***** Data for analysis

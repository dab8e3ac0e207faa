//! End-to-end tests through the public facade.

use std::io::Write;

use knapforge::prelude::*;
use knapforge::{load_config, BounderType, Catalogue, EnvironmentMode, SolveReport};
use knapforge_test::{brute_force, InstanceGenerator};

#[test]
fn test_catalogue_to_report() {
    let mut file = tempfile::NamedTempFile::new().unwrap();
    writeln!(file, "Lamp,60,10,lamp.png").unwrap();
    writeln!(file, "garbage line").unwrap();
    writeln!(file, "Chair,100,20,chair.png").unwrap();
    writeln!(file, "Desk,120,30,desk.png").unwrap();

    let catalogue = Catalogue::from_path(file.path()).unwrap();
    let solution = solve(&catalogue.items(), 50).unwrap();
    let report = SolveReport::new(&solution, 50).to_string();

    assert!(report.contains("Capacity used: 100.00% (50/50)"));
    assert!(report.contains("Maximum value: 220"));
    assert!(report.contains("- Chair: value 100, weight 20"));
    assert!(report.contains("- Desk: value 120, weight 30"));
    assert!(!report.contains("Lamp"));
}

#[test]
fn test_filtered_catalogue() {
    let catalogue: Catalogue = "Red Lamp,60,10,\nChair,100,20,\nBlue lamp,120,30,\n"
        .parse()
        .unwrap();
    let lamps = catalogue.filter_by_name("lamp");
    let solution = solve(&lamps.items(), 35).unwrap();
    assert_eq!(solution.total_value(), 120);
    assert_eq!(solution.items()[0].name(), "Blue lamp");
}

#[test]
fn test_negative_catalogue_value_is_rejected_by_solver() {
    let catalogue: Catalogue = "Debt,-5,3,\n".parse().unwrap();
    let err = solve(&catalogue.items(), 10).unwrap_err();
    assert!(err.is_invalid_input());
}

#[test]
fn test_every_configuration_matches_oracle() {
    let strategies = [
        SearchStrategy::Auto,
        SearchStrategy::BruteForce,
        SearchStrategy::BranchAndBound,
        SearchStrategy::DynamicProgramming,
    ];
    let bounders = [
        BounderType::None,
        BounderType::RemainingValue,
        BounderType::Fractional,
    ];
    let mut generator = InstanceGenerator::new(2024)
        .with_max_value(40)
        .with_max_weight(25);

    for size in [0, 1, 2, 5, 9, 14] {
        let instance = generator.instance(size);
        let expected = brute_force(&instance.items, instance.capacity);
        for strategy in strategies {
            for bounder in bounders {
                let config = SolverConfig::new()
                    .with_strategy(strategy)
                    .with_bounder(bounder)
                    .with_environment_mode(EnvironmentMode::FullAssert);
                let result =
                    solve_with_config(&instance.items, instance.capacity, config).unwrap();
                assert_eq!(result.status, SolveStatus::Optimal);
                assert_eq!(
                    result.solution.indices(),
                    expected.indices.as_slice(),
                    "{strategy} / {bounder} on {size} items"
                );
            }
        }
    }
}

#[test]
fn test_many_items_do_not_overflow_the_stack() {
    // Every item is too heavy, so the search is one long exclude chain.
    let mut items: Vec<Item> = (0..100_000)
        .map(|i| Item::new(format!("heavy-{i}"), 1, 10))
        .collect();
    items.push(Item::new("free", 3, 0));
    let config = SolverConfig::new().with_bounder(BounderType::RemainingValue);
    let result = solve_with_config(&items, 5, config).unwrap();
    assert_eq!(result.solution.total_value(), 3);
    assert_eq!(result.solution.indices(), &[100_000]);
}

#[test]
fn test_load_config_falls_back_to_default() {
    let config = load_config("/nonexistent/solver.toml");
    assert_eq!(config, SolverConfig::default());

    let mut file = tempfile::Builder::new().suffix(".toml").tempfile().unwrap();
    writeln!(file, "[search]\nstrategy = \"dynamic_programming\"").unwrap();
    let config = load_config(file.path());
    assert_eq!(config.search.strategy, SearchStrategy::DynamicProgramming);
}
//! Time-based termination.

use std::time::Duration;

use super::Termination;
use crate::scope::SearchScope;

/// Stops the search once the solve has run for `limit`.
///
/// Checked at every decision node, so the overshoot is one node.
///
/// # Example
///
/// ```
/// use knapforge_solver::termination::{Termination, TimeTermination};
/// use knapforge_solver::SearchScope;
///
/// let scope = SearchScope::new();
/// assert!(!TimeTermination::seconds(30).is_terminated(&scope));
/// assert!(TimeTermination::millis(0).is_terminated(&scope));
/// ```
#[derive(Debug, Clone)]
pub struct TimeTermination {
    limit: Duration,
}

impl TimeTermination {
    pub fn new(limit: Duration) -> Self {
        Self { limit }
    }

    pub fn millis(ms: u64) -> Self {
        Self::new(Duration::from_millis(ms))
    }

    pub fn seconds(secs: u64) -> Self {
        Self::new(Duration::from_secs(secs))
    }

    pub fn limit(&self) -> Duration {
        self.limit
    }
}

impl Termination for TimeTermination {
    fn is_terminated(&self, scope: &SearchScope) -> bool {
        scope.elapsed() >= self.limit
    }
}
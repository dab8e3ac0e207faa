//! Per-solve search scope.

use std::time::{Duration, Instant};

/// Mutable state owned by exactly one solve.
///
/// Holds the clock and the counters that terminations inspect and that end
/// up in [`SearchStatistics`](crate::statistics::SearchStatistics). Nothing
/// here is shared between solves.
#[derive(Debug, Clone)]
pub struct SearchScope {
    start_time: Instant,
    nodes_explored: u64,
    nodes_pruned: u64,
    leaves_reached: u64,
    improvements: u64,
    best_value: i64,
}

impl SearchScope {
    pub fn new() -> Self {
        Self {
            start_time: Instant::now(),
            nodes_explored: 0,
            nodes_pruned: 0,
            leaves_reached: 0,
            improvements: 0,
            best_value: 0,
        }
    }

    pub fn elapsed(&self) -> Duration {
        self.start_time.elapsed()
    }

    pub fn nodes_explored(&self) -> u64 {
        self.nodes_explored
    }

    pub fn nodes_pruned(&self) -> u64 {
        self.nodes_pruned
    }

    pub fn leaves_reached(&self) -> u64 {
        self.leaves_reached
    }

    pub fn improvements(&self) -> u64 {
        self.improvements
    }

    /// Value of the incumbent, 0 before any improvement.
    pub fn best_value(&self) -> i64 {
        self.best_value
    }

    #[inline]
    pub fn increment_node_count(&mut self) {
        self.nodes_explored += 1;
    }

    #[inline]
    pub fn record_prune(&mut self) {
        self.nodes_pruned += 1;
    }

    #[inline]
    pub fn record_leaf(&mut self) {
        self.leaves_reached += 1;
    }

    pub fn record_improvement(&mut self, value: i64) {
        debug_assert!(value > self.best_value);
        self.improvements += 1;
        self.best_value = value;
    }
}

impl Default for SearchScope {
    fn default() -> Self {
        Self::new()
    }
}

**********

Exercise directions =>
Please restate the preceding entries word for word.

Answer space =>
repository dab8e3ac0e207faa
//! End-to-end tests through the public facade.

use std::io::Write;

use knapforge::prelude::*;
use knapforge::{load_config, BounderType, Catalogue, EnvironmentMode, SolveReport};
use knapforge_test::{brute_force, InstanceGenerator};

#[test]
fn test_catalogue_to_report() {
    let mut file = tempfile::NamedTempFile::new().unwrap();
    writeln!(file, "Lamp,60,10,lamp.png").unwrap();
    writeln!(file, "garbage line").unwrap();
    writeln!(file, "Chair,100,20,chair.png").unwrap();
    writeln!(file, "Desk,120,30,desk.png").unwrap();

    let catalogue = Catalogue::from_path(file.path()).unwrap();
    let solution = solve(&catalogue.items(), 50).unwrap();
    let report = SolveReport::new(&solution, 50).to_string();

    assert!(report.contains("Capacity used: 100.00% (50/50)"));
    assert!(report.contains("Maximum value: 220"));
    assert!(report.contains("- Chair: value 100, weight 20"));
    assert!(report.contains("- Desk: value 120, weight 30"));
    assert!(!report.contains("Lamp"));
}

#[test]
fn test_filtered_catalogue() {
    let catalogue: Catalogue = "Red Lamp,60,10,\nChair,100,20,\nBlue lamp,120,30,\n"
        .parse()
        .unwrap();
    let lamps = catalogue.filter_by_name("lamp");
    let solution = solve(&lamps.items(), 35).unwrap();
    assert_eq!(solution.total_value(), 120);
    assert_eq!(solution.items()[0].name(), "Blue lamp");
}

#[test]
fn test_negative_catalogue_value_is_rejected_by_solver() {
    let catalogue: Catalogue = "Debt,-5,3,\n".parse().unwrap();
    let err = solve(&catalogue.items(), 10).unwrap_err();
    assert!(err.is_invalid_input());
}

#[test]
fn test_every_configuration_matches_oracle() {
    let strategies = [
        SearchStrategy::Auto,
        SearchStrategy::BruteForce,
        SearchStrategy::BranchAndBound,
        SearchStrategy::DynamicProgramming,
    ];
    let bounders = [
        BounderType::None,
        BounderType::RemainingValue,
        BounderType::Fractional,
    ];
    let mut generator = InstanceGenerator::new(2024)
        .with_max_value(40)
        .with_max_weight(25);

    for size in [0, 1, 2, 5, 9, 14] {
        let instance = generator.instance(size);
        let expected = brute_force(&instance.items, instance.capacity);
        for strategy in strategies {
            for bounder in bounders {
                let config = SolverConfig::new()
                    .with_strategy(strategy)
                    .with_bounder(bounder)
                    .with_environment_mode(EnvironmentMode::FullAssert);
                let result =
                    solve_with_config(&instance.items, instance.capacity, config).unwrap();
                assert_eq!(result.status, SolveStatus::Optimal);
                assert_eq!(
                    result.solution.indices(),
                    expected.indices.as_slice(),
                    "{strategy} / {bounder} on {size} items"
                );
            }
        }
    }
}

#[test]
fn test_many_items_do_not_overflow_the_stack() {
    // Every item is too heavy, so the search is one long exclude chain.
    let mut items: Vec<Item> = (0..100_000)
        .map(|i| Item::new(format!("heavy-{i}"), 1, 10))
        .collect();
    items.push(Item::new("free", 3, 0));
    let config = SolverConfig::new().with_bounder(BounderType::RemainingValue);
    let result = solve_with_config(&items, 5, config).unwrap();
    assert_eq!(result.solution.total_value(), 3);
    assert_eq!(result.solution.indices(), &[100_000]);
}

#[test]
fn test_load_config_falls_back_to_default() {
    let config = load_config("/nonexistent/solver.toml");
    assert_eq!(config, SolverConfig::default());

    let mut file = tempfile::Builder::new().suffix(".toml").tempfile().unwrap();
    writeln!(file, "[search]\nstrategy = \"dynamic_programming\"").unwrap();
    let config = load_config(file.path());
    assert_eq!(config.search.strategy, SearchStrategy::DynamicProgramming);
}
//! Time-based termination.

use std::time::Duration;

use super::Termination;
use crate::scope::SearchScope;

/// Stops the search once the solve has run for `limit`.
///
/// Checked at every decision node, so the overshoot is one node.
///
/// # Example
///
/// ```
/// use knapforge_solver::termination::{Termination, TimeTermination};
/// use knapforge_solver::SearchScope;
///
/// let scope = SearchScope::new();
/// assert!(!TimeTermination::seconds(30).is_terminated(&scope));
/// assert!(TimeTermination::millis(0).is_terminated(&scope));
/// ```
#[derive(Debug, Clone)]
pub struct TimeTermination {
    limit: Duration,
}

impl TimeTermination {
    pub fn new(limit: Duration) -> Self {
        Self { limit }
    }

    pub fn millis(ms: u64) -> Self {
        Self::new(Duration::from_millis(ms))
    }

    pub fn seconds(secs: u64) -> Self {
        Self::new(Duration::from_secs(secs))
    }

    pub fn limit(&self) -> Duration {
        self.limit
    }
}

impl Termination for TimeTermination {
    fn is_terminated(&self, scope: &SearchScope) -> bool {
        scope.elapsed() >= self.limit
    }
}
repository dab8e3ac0e207faa
//! Per-solve search scope.

use std::time::{Duration, Instant};

/// Mutable state owned by exactly one solve.
///
/// Holds the clock and the counters that terminations inspect and that end
/// up in [`SearchStatistics`](crate::statistics::SearchStatistics). Nothing
/// here is shared between solves.
#[derive(Debug, Clone)]
pub struct SearchScope {
    start_time: Instant,
    nodes_explored: u64,
    nodes_pruned: u64,
    leaves_reached: u64,
    improvements: u64,
    best_value: i64,
}

impl SearchScope {
    pub fn new() -> Self {
        Self {
            start_time: Instant::now(),
            nodes_explored: 0,
            nodes_pruned: 0,
            leaves_reached: 0,
            improvements: 0,
            best_value: 0,
        }
    }

    pub fn elapsed(&self) -> Duration {
        self.start_time.elapsed()
    }

    pub fn nodes_explored(&self) -> u64 {
        self.nodes_explored
    }

    pub fn nodes_pruned(&self) -> u64 {
        self.nodes_pruned
    }

    pub fn leaves_reached(&self) -> u64 {
        self.leaves_reached
    }

    pub fn improvements(&self) -> u64 {
        self.improvements
    }

    /// Value of the incumbent, 0 before any improvement.
    pub fn best_value(&self) -> i64 {
        self.best_value
    }

    #[inline]
    pub fn increment_node_count(&mut self) {
        self.nodes_explored += 1;
    }

    #[inline]
    pub fn record_prune(&mut self) {
        self.nodes_pruned += 1;
    }

    #[inline]
    pub fn record_leaf(&mut self) {
        self.leaves_reached += 1;
    }

    pub fn record_improvement(&mut self, value: i64) {
        debug_assert!(value > self.best_value);
        self.improvements += 1;
        self.best_value = value;
    }
}

impl Default for SearchScope {
    fn default() -> Self {
        Self::new()
    }
}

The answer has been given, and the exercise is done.